Exercise goal:
Determine how many lines in the records hold "ClusterConfig", then give that number by itself.

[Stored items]
//! Configuration module for the EKS deployment system.
//!
//! This module handles all configuration-related functionality:
//! - Reading raw values from a [`ConfigSource`] (stack file, environment)
//! - Building the typed [`ClusterConfig`]
//! - Validation into ordered errors and recommendations
//! - Computing configuration hashes for change detection

mod cluster;
mod hash;
mod instance_type;
mod source;
mod validator;

#[cfg(test)]
pub(crate) mod fixtures;

pub use cluster::{keys, ClusterConfig};
pub use hash::ConfigHasher;
pub use instance_type::InstanceType;
pub use source::{
    env_var_name, find_config_file, load_dotenv, ConfigSource, StackConfig, DEFAULT_CONFIG_FILES,
    ENV_PREFIX,
};
pub use validator::{ConfigValidator, ValidationResult, SUPPORTED_KUBERNETES_VERSIONS};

Finished exercise:
2